I see scipy as primarily providing the fundamentals. In addition, it also serves as a home for numerical code that would otherwise have no home. I see no benefit in pulling in existing projects that are thriving on their own. As for PDEs, specifically, I think the domain is rich enough that it can usefully live in its own package better than being put into scipy. While there may be some fundamentals that you can pull out that might make sense to live in scipy (some simple good-enough mesh generation as you suggest), you will inevitably need more options, more sophisticated mesh generation, more dependencies, etc., that fits the development life cycle of a PDE-dedicated package more than scipy.

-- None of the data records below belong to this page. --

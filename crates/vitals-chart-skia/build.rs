// File: crates/vitals-chart-skia/build.rs
// Summary: Links the Windows system libraries Skia's font manager needs (registry access).

fn main() {
    // CARGO_CFG_TARGET_OS reflects the target, not the host running this script.
    if std::env::var("CARGO_CFG_TARGET_OS").as_deref() == Ok("windows") {
        println!("cargo:rustc-link-lib=advapi32");
    }
    println!("cargo:rerun-if-changed=build.rs");
}
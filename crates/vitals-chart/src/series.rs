// File: crates/vitals-chart/src/series.rs
// Summary: Sample and Series model; a Series is always finite and sorted by time.
// Notes:
// - Construction is the only place samples are validated. Renderers rely on the
//   invariants below and never re-check them.

use std::cmp::Ordering;

use tracing::trace;

/// One timestamped reading.
#[derive(Clone, Copy, Debug, PartialEq)]
pub struct Sample {
    pub time: f64,
    pub value: f64,
}

impl Sample {
    pub const fn new(time: f64, value: f64) -> Self {
        Self { time, value }
    }

    /// Both coordinates are finite numbers.
    #[inline]
    pub fn is_finite(&self) -> bool {
        self.time.is_finite() && self.value.is_finite()
    }
}

impl From<(f64, f64)> for Sample {
    fn from((time, value): (f64, f64)) -> Self {
        Self { time, value }
    }
}

/// Ordered sequence of samples.
///
/// Invariants:
/// - every sample has finite `time` and `value`;
/// - samples are ascending by `time`; equal times keep the order they were supplied in.
#[derive(Clone, Debug, Default, PartialEq)]
pub struct Series {
    samples: Vec<Sample>,
}

impl Series {
    pub fn new() -> Self {
        Self { samples: Vec::new() }
    }

    /// Build a series from arbitrary samples: non-finite samples are dropped one by one,
    /// the rest are stably sorted by time.
    pub fn from_samples<I>(samples: I) -> Self
    where
        I: IntoIterator,
        I::Item: Into<Sample>,
    {
        let mut dropped = 0usize;
        let mut kept: Vec<Sample> = samples
            .into_iter()
            .map(Into::<Sample>::into)
            .filter(|s| {
                let ok = s.is_finite();
                if !ok { dropped += 1; }
                ok
            })
            .collect();
        if dropped > 0 {
            trace!(dropped, kept = kept.len(), "dropped non-finite samples");
        }
        // slice::sort_by is stable
        kept.sort_by(|a, b| a.time.partial_cmp(&b.time).unwrap_or(Ordering::Equal));
        Self { samples: kept }
    }

    /// Build from parallel time/value columns, as produced by split extraction code.
    /// Extra entries in the longer column are ignored.
    pub fn from_columns(times: &[f64], values: &[f64]) -> Self {
        Self::from_samples(times.iter().copied().zip(values.iter().copied()))
    }

    pub fn samples(&self) -> &[Sample] { &self.samples }
    pub fn len(&self) -> usize { self.samples.len() }
    pub fn is_empty(&self) -> bool { self.samples.is_empty() }
    pub fn first(&self) -> Option<&Sample> { self.samples.first() }
    pub fn last(&self) -> Option<&Sample> { self.samples.last() }
    pub fn iter(&self) -> std::slice::Iter<'_, Sample> { self.samples.iter() }

    /// Times in ascending order.
    pub fn times(&self) -> impl Iterator<Item = f64> + '_ {
        self.samples.iter().map(|s| s.time)
    }

    /// Values in time order.
    pub fn values(&self) -> impl Iterator<Item = f64> + '_ {
        self.samples.iter().map(|s| s.value)
    }

    /// Smallest and largest value, or `None` when empty.
    pub fn value_extent(&self) -> Option<(f64, f64)> {
        extent(self.values())
    }

    /// First and last time, or `None` when empty. Sorted, so no scan is needed.
    pub fn time_extent(&self) -> Option<(f64, f64)> {
        match (self.first(), self.last()) {
            (Some(a), Some(b)) => Some((a.time, b.time)),
            _ => None,
        }
    }
}

impl<T: Into<Sample>> FromIterator<T> for Series {
    fn from_iter<I: IntoIterator<Item = T>>(iter: I) -> Self {
        Self::from_samples(iter)
    }
}

impl<'a> IntoIterator for &'a Series {
    type Item = &'a Sample;
    type IntoIter = std::slice::Iter<'a, Sample>;
    fn into_iter(self) -> Self::IntoIter { self.samples.iter() }
}

fn extent(values: impl Iterator<Item = f64>) -> Option<(f64, f64)> {
    let mut lo = f64::INFINITY;
    let mut hi = f64::NEG_INFINITY;
    let mut any = false;
    for v in values {
        lo = lo.min(v);
        hi = hi.max(v);
        any = true;
    }
    if any { Some((lo, hi)) } else { None }
}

So to conclude this thread, it seems to me that what Robert wrote above is the mission statement for scipy: ------------ SciPy mission statement: SciPy is providing the fundamentals for all scientific codes in Python, in addition, it also serves as a home for numerical code that would otherwise have no home. Existing projects, that are thriving on their own (e.g. PDE solvers) should stay as separate projects. ---------------------
In other words, the important question isn't, "Can scipy do this?" but rather, "Can Python do this?".
So it's clear that besides scipy itself, there should be a all in one solution, like EPD (commercial), Sage (GPL), or SPD (GPL, but in principle if all the Sage scripts are rewritten, could be BSD) that I am working on. There needs to be something, that people can take and customize to create their own all in one solutions, e.g. for PDE, or for biology, for mathematics (that is Sage) or I don't know what. Too bad I need to sleep some time, otherwise I'd be working on this nonstop to make this happen. Ondrej
On Tue, Apr 14, 2009 at 01:42:31PM -0700, Ondrej Certik wrote:
There needs to be something, that people can take and customize to create their own all in one solutions, e.g. for PDE, or for biology, for mathematics (that is Sage) or I don't know what. Too bad I need to sleep some time, otherwise I'd be working on this nonstop to make this happen.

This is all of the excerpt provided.